EXERCISE PROMPT:
Copy the lines exactly as they appear, starting with the first line of the records and ending with the line that contains "fn uni(cwd: &TempDir)".

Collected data

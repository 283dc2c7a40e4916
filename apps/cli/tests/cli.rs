use assert_cmd::Command;
use predicates::prelude::*;
use std::fs;
use tempfile::TempDir;

const PAGES: &str = r#"{
    // two pages, no tab bar
    "pages": [
        { "path": "pages/index/index" },
        { "path": "pages/about/about", "style": { "enablePullDownRefresh": true } },
    ],
}"#;

fn project(manifest: &str) -> TempDir {
    let dir = tempfile::tempdir().unwrap();
    fs::write(dir.path().join("manifest.json"), manifest).unwrap();
    fs::write(dir.path().join("pages.json"), PAGES).unwrap();
    dir
}

fn uni(cwd: &TempDir) -> Command {
    let mut cmd = Command::cargo_bin("uni").unwrap();
    cmd.current_dir(cwd.path()).env_remove("RUST_LOG").env_remove("UNI__PLATFORM");
    cmd
}

#[test]
fn features_prints_json_defines() {
    let dir = project(r#"{ "h5": { "router": { "mode": "history" } } }"#);

    uni(&dir)
        .args(["features", "--input-dir"])
        .arg(dir.path())
        .assert()
        .success()
        .stdout(predicate::str::contains(r#""__UNI_FEATURE_PAGES__": true"#))
        .stdout(predicate::str::contains(r#""__UNI_FEATURE_TABBAR__": false"#))
        .stdout(predicate::str::contains(r#""__UNI_FEATURE_PULL_DOWN_REFRESH__": true"#))
        .stdout(predicate::str::contains(r#""__UNI_FEATURE_ROUTER_MODE__": "\"history\"""#));
}

#[test]
fn features_prints_define_lines() {
    let dir = project("{}");

    uni(&dir)
        .args(["features", "--command", "build", "--format", "define", "-i"])
        .arg(dir.path())
        .assert()
        .success()
        .stdout(predicate::str::starts_with("__UNI_FEATURE_WX__=true\n"))
        .stdout(predicate::str::contains("__UNI_FEATURE_ROUTER_MODE__=\"hash\"\n"))
        .stdout(predicate::str::contains("__UNI_FEATURE_NVUE__=false\n"));
}

#[test]
fn features_reads_options_from_config_file() {
    let dir = tempfile::tempdir().unwrap();
    let src = dir.path().join("src");
    fs::create_dir(&src).unwrap();
    fs::write(src.join("manifest.json"), "{}").unwrap();
    fs::write(src.join("pages.json"), PAGES).unwrap();
    fs::write(dir.path().join("uni.toml"), "input_dir = \"src\"\nplatform = \"app\"\n").unwrap();

    uni(&dir)
        .args(["features", "--format", "define"])
        .assert()
        .success()
        .stdout(predicate::str::contains("__UNI_FEATURE_PAGES__=true"));
}

#[test]
fn environment_overrides_the_platform() {
    let dir = project("{}");

    uni(&dir)
        .env("UNI__PLATFORM", "mp-unknown")
        .args(["features"])
        .assert()
        .failure()
        .stderr(predicate::str::contains("Failed to load project options"));
}

#[test]
fn missing_project_files_fail() {
    let dir = tempfile::tempdir().unwrap();

    uni(&dir)
        .args(["features", "--input-dir"])
        .arg(dir.path())
        .assert()
        .failure()
        .stderr(predicate::str::contains("Failed to resolve features"))
        .stderr(predicate::str::contains("manifest.json"));
}

#[test]
fn invoke_logs_the_forwarded_capability() {
    let dir = tempfile::tempdir().unwrap();

    uni(&dir)
        .args(["invoke", "--message", r#"{"name":"navigateTo","arg":{"url":"/pages/a"}}"#])
        .args(["--page-id", "3"])
        .assert()
        .success()
        .stdout(predicate::str::is_empty())
        .stderr(predicate::str::contains("navigateTo"))
        .stderr(predicate::str::contains("/pages/a"));
}

#[test]
fn invoke_ignores_post_message() {
    let dir = tempfile::tempdir().unwrap();

    uni(&dir)
        .args(["invoke", "-m", r#"{"name":"postMessage","arg":{"msg":"x"}}"#])
        .assert()
        .success()
        .stderr(predicate::str::contains("App service call").not());
}

#[test]
fn invoke_rejects_unknown_names() {
    let dir = tempfile::tempdir().unwrap();

    uni(&dir)
        .args(["invoke", "-m", r#"{"name":"share","arg":{}}"#])
        .assert()
        .failure()
        .stderr(predicate::str::contains("Failed to decode web invoke message"));
}
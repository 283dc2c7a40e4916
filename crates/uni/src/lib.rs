//! Facade crate for the uni build features and shared modules.
//! Re-exports domain/kernel primitives and the enabled feature crates.
//! Keep this crate thin: it should compose other crates, not implement business logic.
//!
//! ## Usage
//! - Add `uni` with the desired feature flags (`define`/`webview`, both on by default).
//! - Call [`define::get_features`] for the build defines, or wrap an
//!   [`webview::AppService`] in a [`webview::WebInvokeDispatcher`].

pub use uni_domain as domain;
pub use uni_kernel as kernel;

#[cfg(feature = "define")]
pub use uni_define as define;
#[cfg(feature = "webview")]
pub use uni_webview as webview;

/// Feature registry for runtime introspection.
pub mod features {
    /// Build-time enabled features (by Cargo feature).
    pub const ENABLED: &[&str] = &[
        #[cfg(feature = "define")]
        "define",
        #[cfg(feature = "webview")]
        "webview",
    ];

    #[must_use]
    pub fn is_enabled(name: &str) -> bool {
        ENABLED.contains(&name)
    }
}

#[cfg(test)]
mod tests {
    use super::features;

    #[test]
    fn default_features_are_registered() {
        assert!(features::is_enabled("define"));
        assert!(features::is_enabled("webview"));
        assert!(!features::is_enabled("server"));
    }
}
use std::borrow::Cow;

/// Errors that can occur while installing the global subscriber.
#[uni_derive::uni_error]
pub enum LoggerError {
    /// The rolling file appender could not be built (e.g., unwritable directory).
    #[error("Rolling file appender error{}: {source}", format_context(.context))]
    Appender { source: tracing_appender::rolling::InitError, context: Option<Cow<'static, str>> },

    /// A global tracing subscriber is already installed in this process.
    #[error("Tracing subscriber error{}: {source}", format_context(.context))]
    Subscriber {
        source: tracing_subscriber::util::TryInitError,
        context: Option<Cow<'static, str>>,
    },

    /// Filesystem failure while preparing the log directory.
    #[error("Log directory error{}: {source}", format_context(.context))]
    Io { source: std::io::Error, context: Option<Cow<'static, str>> },

    /// The builder was configured with values that cannot work.
    #[error("Invalid logger configuration{}: {message}", format_context(.context))]
    InvalidConfiguration { message: Cow<'static, str>, context: Option<Cow<'static, str>> },

    #[error("Internal logger error{}: {message}", format_context(.context))]
    Internal { message: Cow<'static, str>, context: Option<Cow<'static, str>> },
}
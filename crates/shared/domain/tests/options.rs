use serde_json::json;
use std::path::PathBuf;
use std::str::FromStr;
use uni_domain::manifest::ManifestConfig;
use uni_domain::options::{BuildCommand, Platform, ProjectOptions};

#[test]
fn project_options_defaults_are_sane() {
    let options = ProjectOptions::default();
    assert_eq!(options.input_dir, PathBuf::from("."));
    assert_eq!(options.platform, Platform::H5);
    assert_eq!(options.pages_json_path(), PathBuf::from("./pages.json"));
}

#[test]
fn project_options_deserialize_partially() {
    let options: ProjectOptions =
        serde_json::from_value(json!({ "platform": "mp-weixin" })).expect("options deserialize");
    assert_eq!(options.platform, Platform::MpWeixin);
    assert_eq!(options.input_dir, PathBuf::from("."));
}

#[test]
fn platform_parses_kebab_case() {
    assert_eq!(Platform::from_str("app").ok(), Some(Platform::App));
    assert_eq!(Platform::from_str("mp-qq").ok(), Some(Platform::MpQq));
    assert_eq!(Platform::App.style_key(), "app-plus");
    assert_eq!(Platform::H5.to_string(), "h5");
}

#[test]
fn build_command_parses_lowercase() {
    assert_eq!(BuildCommand::from_str("build").ok(), Some(BuildCommand::Build));
    assert!(BuildCommand::Build.is_build());
    assert!(!BuildCommand::default().is_build());
}

#[test]
fn manifest_router_mode_reads_nested_path() {
    let manifest = ManifestConfig::from(json!({ "h5": { "router": { "mode": "history" } } }));
    assert_eq!(manifest.router_mode(), Some("history"));

    let bare = ManifestConfig::from(json!({ "name": "demo" }));
    assert_eq!(bare.router_mode(), None);

    let wrong_type = ManifestConfig::from(json!({ "h5": { "router": { "mode": 1 } } }));
    assert_eq!(wrong_type.router_mode(), None);
}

THE COMPLETED TASK:
repository 283dc2c7a40e4916
filename apps/cli/tests/cli.rs
use assert_cmd::Command;
use predicates::prelude::*;
use std::fs;
use tempfile::TempDir;

const PAGES: &str = r#"{
    // two pages, no tab bar
    "pages": [
        { "path": "pages/index/index" },
        { "path": "pages/about/about", "style": { "enablePullDownRefresh": true } },
    ],
}"#;

fn project(manifest: &str) -> TempDir {
    let dir = tempfile::tempdir().unwrap();
    fs::write(dir.path().join("manifest.json"), manifest).unwrap();
    fs::write(dir.path().join("pages.json"), PAGES).unwrap();
    dir
}

fn uni(cwd: &TempDir) -> Command {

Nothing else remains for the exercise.